A Token Metadata Schema is a standardized data model that specifies the required and optional fields for describing a fungible or non-fungible token (NFT). It defines the structure of the metadata object, which typically includes core attributes like name, symbol, description, image URI, and attributes. This schema acts as a contract between token creators and consumer applications, ensuring that wallets, explorers, and marketplaces can parse and display token information consistently. Prominent examples include the ERC-721 Metadata JSON Schema and ERC-1155 Metadata URI JSON Schema on Ethereum, which have become de facto standards across many blockchains.

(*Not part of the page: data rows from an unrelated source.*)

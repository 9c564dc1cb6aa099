//! Game state and the derived board view
//!
//! `GameState` holds the only mutable data of a game: the secret word and
//! the letters guessed so far. `Board` pairs a state with its registry and
//! answers every display question by recomputing from scratch.

use super::rules::{self, KeyStatus, Slot};
use super::{Letter, SecretWord};
use crate::registry::{Language, Registry, farewell_text};
use log::debug;
use rand::Rng;

/// Result of a single guess
#[derive(Debug, Clone, Copy, PartialEq, Eq)]
pub enum GuessOutcome {
    Correct,
    Wrong,
    /// Already guessed; state unchanged
    Repeated,
}

/// The secret word and the guesses made against it
#[derive(Debug, Clone, PartialEq, Eq)]
pub struct GameState {
    secret: SecretWord,
    guessed: Vec<Letter>,
}

impl GameState {
    #[must_use]
    pub const fn new(secret: SecretWord) -> Self {
        Self {
            secret,
            guessed: Vec::new(),
        }
    }

    /// Start a game with a random secret word from `registry`
    pub fn random<R: Rng + ?Sized>(registry: &Registry, rng: &mut R) -> Self {
        Self::new(registry.random_word(rng))
    }

    #[inline]
    #[must_use]
    pub const fn secret(&self) -> &SecretWord {
        &self.secret
    }

    /// Distinct guessed letters, oldest first
    #[inline]
    #[must_use]
    pub fn guessed(&self) -> &[Letter] {
        &self.guessed
    }

    #[inline]
    #[must_use]
    pub fn last_guess(&self) -> Option<Letter> {
        self.guessed.last().copied()
    }

    /// Record a guess
    ///
    /// Guessing a letter twice is a no-op. The state does not refuse
    /// guesses after the game is over; the UI disables input instead.
    pub fn guess(&mut self, letter: Letter) -> GuessOutcome {
        if self.guessed.contains(&letter) {
            return GuessOutcome::Repeated;
        }

        self.guessed.push(letter);
        let outcome = if self.secret.has_letter(letter) {
            GuessOutcome::Correct
        } else {
            GuessOutcome::Wrong
        };
        debug!("guess {letter}: {outcome:?}");
        outcome
    }

    /// Replace the secret word and clear all guesses
    pub fn reset<R: Rng + ?Sized>(&mut self, registry: &Registry, rng: &mut R) {
        *self = Self::random(registry, rng);
        debug!("new game, {} letters", self.secret.chars().count());
    }

    /// Derived view of this state
    #[must_use]
    pub const fn board<'a>(&'a self, registry: &'a Registry) -> Board<'a> {
        Board {
            state: self,
            registry,
        }
    }
}

/// What the status banner shows
#[derive(Debug, Clone, PartialEq, Eq)]
pub enum GameStatus {
    /// Nothing to report
    Playing,
    /// The last guess was wrong and eliminated `language`
    Farewell {
        language: &'static str,
        text: String,
    },
    Won,
    Lost,
}

/// One language chip in the "lives" row
#[derive(Debug, Clone, Copy, PartialEq, Eq)]
pub struct Chip {
    pub language: &'static Language,
    pub eliminated: bool,
}

/// Read-only snapshot of a game
///
/// Every query recomputes from the underlying state.
#[derive(Debug, Clone, Copy)]
pub struct Board<'a> {
    state: &'a GameState,
    registry: &'a Registry,
}

impl<'a> Board<'a> {
    #[must_use]
    pub const fn state(&self) -> &'a GameState {
        self.state
    }

    #[must_use]
    pub const fn registry(&self) -> &'a Registry {
        self.registry
    }

    #[must_use]
    pub fn wrong_guess_count(&self) -> usize {
        rules::wrong_guess_count(&self.state.secret, &self.state.guessed)
    }

    /// Wrong guesses still allowed before the game is lost
    #[must_use]
    pub fn attempts_left(&self) -> usize {
        self.registry
            .loss_threshold()
            .saturating_sub(self.wrong_guess_count())
    }

    #[must_use]
    pub fn is_won(&self) -> bool {
        rules::is_won(&self.state.secret, &self.state.guessed)
    }

    #[must_use]
    pub fn is_lost(&self) -> bool {
        rules::is_lost(&self.state.secret, &self.state.guessed, self.registry.len())
    }

    #[must_use]
    pub fn is_over(&self) -> bool {
        rules::is_over(&self.state.secret, &self.state.guessed, self.registry.len())
    }

    #[must_use]
    pub fn last_guess_was_wrong(&self) -> bool {
        rules::last_guess_was_wrong(&self.state.secret, &self.state.guessed)
    }

    #[must_use]
    pub fn key_status(&self, letter: Letter) -> KeyStatus {
        rules::status_for(letter, &self.state.guessed, &self.state.secret)
    }

    /// One slot per character of the secret word
    #[must_use]
    pub fn slots(&self) -> Vec<Slot> {
        let lost = self.is_lost();
        self.state
            .secret
            .chars()
            .map(|ch| rules::reveal(ch, &self.state.guessed, lost))
            .collect()
    }

    /// The registry as chips, eliminated front to back
    #[must_use]
    pub fn chips(&self) -> Vec<Chip> {
        let wrong = self.wrong_guess_count();
        self.registry
            .languages()
            .iter()
            .enumerate()
            .map(|(index, language)| Chip {
                language,
                eliminated: rules::is_eliminated(index, wrong),
            })
            .collect()
    }

    /// The language eliminated by the most recent wrong guess
    ///
    /// `None` before the first wrong guess.
    #[must_use]
    pub fn last_eliminated(&self) -> Option<&'static Language> {
        self.wrong_guess_count()
            .checked_sub(1)
            .and_then(|index| self.registry.get(index))
    }

    /// Banner content, by precedence: farewell, win, loss, nothing
    #[must_use]
    pub fn status(&self) -> GameStatus {
        let over = self.is_over();

        if !over
            && self.last_guess_was_wrong()
            && let Some(language) = self.last_eliminated()
        {
            return GameStatus::Farewell {
                language: language.name,
                text: farewell_text(language.name, self.state.guessed.len()),
            };
        }

        if self.is_won() {
            GameStatus::Won
        } else if self.is_lost() {
            GameStatus::Lost
        } else {
            GameStatus::Playing
        }
    }
}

The schema's primary function is to enable interoperability and discoverability. Without a common schema, each application would need custom parsers for every token type, fragmenting the ecosystem. By adhering to a known schema, a token's visual representation, traits, and other properties are rendered predictably. This is critical for NFT collections, where attributes like rarity, edition number, and multimedia links are essential. The schema often extends beyond basic identity to include complex nested structures for properties, levels, and stats, as seen in gaming or collectible tokens.

Implementation typically involves storing the schema-compliant metadata in a JSON file hosted at a URI, which is then referenced by the token's smart contract via the tokenURI method. While on-chain storage is possible, cost constraints usually lead to the use of decentralized storage solutions like IPFS or Arweave for permanence. The schema itself may also define the format for mutable versus immutable metadata and protocols for updates, balancing flexibility with the need for provenance. Evolving standards, such as ERC-721c for composable metadata, demonstrate how schemas adapt to new use cases like dynamic NFTs.

Beyond the basic standards, extensions and custom schemas address niche requirements. For instance, the Metaplex Token Metadata Standard on Solana includes fields for creators' shares and primary sales, catering to digital art markets. Similarly, schemas for Real-World Asset (RWA) tokens might mandate regulatory fields or legal document hashes. The choice of schema impacts everything from user experience to secondary market liquidity, making it a foundational component of token design. Developers must carefully select or design a schema that aligns with their token's utility and long-term roadmap.

Looking forward, the evolution of token metadata schemas is closely tied to advancements in off-chain data verifiability and cross-chain communication. Initiatives like ERC-7496 (NFT Dynamic Traits) and Schema.org integrations aim to create richer, more verifiable, and internet-native metadata frameworks. As the token landscape expands beyond simple collectibles to represent complex rights, identities, and assets, the role of robust, extensible metadata schemas will only grow in importance for a coherent multi-chain ecosystem.

key-features

ARCHITECTURE

Key Features of a Token Metadata Schema

A token metadata schema defines the standardized structure for describing a digital asset's properties, enabling interoperability across wallets, marketplaces, and explorers.

Standardized Core Attributes

A schema enforces a consistent structure for essential token properties, ensuring universal readability. Key fields include:

Name: The human-readable identifier (e.g., "Chainscore Governance Token").
Symbol: The ticker symbol (e.g., "CSCORE").
Decimals: The divisibility of the token, defining its smallest unit.
Total Supply: The fixed or dynamic total number of tokens in existence. This standardization is foundational for wallets to display balances and for exchanges to list assets.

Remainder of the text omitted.